Because if there is one place that Andrew Toles belongs in a Dodgers playoff game, it aint the bench.
Ever since Toles joined the team, he’s been showing flashes of baseball brilliance. At the very least, he has proven to be a consistent spark plug, a clutch performer, and an inspiration to his teammates and the fan base.
In the Cubs’ half of the first inning, Maeda gave up a leadoff single to Dexter Fowler. Big gun Kris Bryant then pounced on Maeda and sent a screamer toward left field. When Kendrick (a part-time outfielder) couldn’t catch up to it, the ball thwacked off the ivy-covered wall for an RBI double, sending the Cubs and their fans into a first inning frenzy.
I couldn’t help but think, “Andrew Toles makes that catch.” If he does, those runs don’t score, Maeda gets a breather, order is restored, and the inning – maybe even the game – ends up differently.
I get it. Kendrick starts over Toles in LF because of his experience, and because of “matchups”. It may be all about lefty-righty matchups with the stat-heads, but let’s remember that strategy never really proved itself to be effective throughout the regular season. Joc Peterson has improved his hitting against southpaws with consistent play, and Andre Ethier hit a PH home run off southpaw Lester. If given consistent opportunities, I’m confident Toles can do the same.

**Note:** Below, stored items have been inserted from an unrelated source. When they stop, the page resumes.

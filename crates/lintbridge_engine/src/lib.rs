//! # lintbridge_engine
//!
//! Versioned bridge to a sandboxed static-analysis engine.
//!
//! This crate provides:
//! - The runtime abstraction over a loaded engine release
//! - Release family detection and the per-family call shapes
//! - Engine handles with serialised access
//! - Replay of audit events into a diagnostic collector
//! - Resolution of diagnostics against text buffers
//! - Classification of engine faults
//!
//! ## Architecture
//!
//! An engine release is a WebAssembly module exposing a small set of
//! exports. Releases differ in how they accept a configuration, so each
//! family is implemented once behind [`api::EngineApi`] and selected when
//! the [`EngineAdapter`] is created.
//!
//! ## Features
//!
//! - `native` (default): Extism backend ([`ExtismRuntime`])
//! - `test-utils`: scripted in-memory runtime for tests
//!
//! ## Example
//!
//! ```rust,ignore
//! use std::sync::Arc;
//! use lintbridge_engine::{CheckerSettings, EngineAdapter, ExecutionContext, ExtismRuntime, ScanOptions};
//!
//! let runtime = ExtismRuntime::load_file("10.3", "engines/checkstyle-10.3.wasm".as_ref())?;
//! let adapter = EngineAdapter::new(Arc::new(runtime))?;
//! let handle = adapter.create_checker(config, &ExecutionContext::default(), CheckerSettings::default())?;
//! let results = adapter.scan(&handle, &[&buffer], &ScanOptions::default())?;
//! ```

mod adapter;
pub mod api;
mod collector;
mod diagnostic;
mod error;
mod fault;
mod handle;
mod peruse;
mod problem;
mod registry;
mod runtime;
mod taxonomy;
pub mod wire;

#[cfg(feature = "native")]
mod runtime_extism;

#[cfg(any(test, feature = "test-utils"))]
pub mod test_utils;

pub use adapter::EngineAdapter;
pub use api::ReleaseFamily;
pub use collector::{AuditListener, DiagnosticCollector, replay};
pub use diagnostic::{AuditEvent, Diagnostic, Severity};
pub use error::{BridgeError, ErrorKind};
pub use fault::EngineFault;
pub use handle::{CheckerSettings, EngineHandle};
pub use peruse::{ConfigurationModule, KnownToken, peruse};
pub use problem::{AcceptanceCheck, ProblemResolver, ResolvedProblem, ScanOptions, ScanResults};
pub use registry::EngineRegistry;
pub use runtime::{EngineInstance, EngineRuntime, ExecutionContext, RUNTIME_FAULT};
pub use taxonomy::{ENGINE_EXCEPTION, FaultTaxonomy};

#[cfg(feature = "native")]
pub use runtime_extism::ExtismRuntime;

While we’re at it, a similar argument can be made for starting Andre Ethier as well.
Before he suffered a broken leg in Spring Training, Ethier was tearing up the baseball so much, the skipper named him the Dodgers’ leadoff batter. After missing most of the season, Ethier returned and showed – in limited playing time – that he still has a steady batting eye, spot on timing, and home run power. And he can hit with power off lefty pitching.
But Ethier doesn’t start. Josh Reddick, Mr. Smoke and Mirrors does. Reddick was awarded favorite son’s status upon arrival. I suppose that was based on his experience and the numbers crunchers’ love of his past numbers. He’s put up a semi-decent BA with he Dodgers, but for the most part, Reddick gets his hits when the game isn’t on the line. He’s much more prone to hit a weak grounder with RISP than anything else.
Manager Roberts gave Reddick much more playing time over Ethier and Yasiel Puig in the Nationals series. He got away with the gamble, but not without our witnessing Reddick coming up short on foul balls that Puig would have caught up to, and barely making catches that Ethier could have handled much easier, considering he patrolled right field in Chavez Ravine for a decade before Reddick came along.
We saw the Cubs continuously shut down Dodger rallies last night, reminding us defense in a playoffs-charged atmosphere cannot be under appreciated. Neither can clutch hitting. Andrew Toles and Andre Ethier came up with big at bats to show they deserve to start and not ride the bench any longer.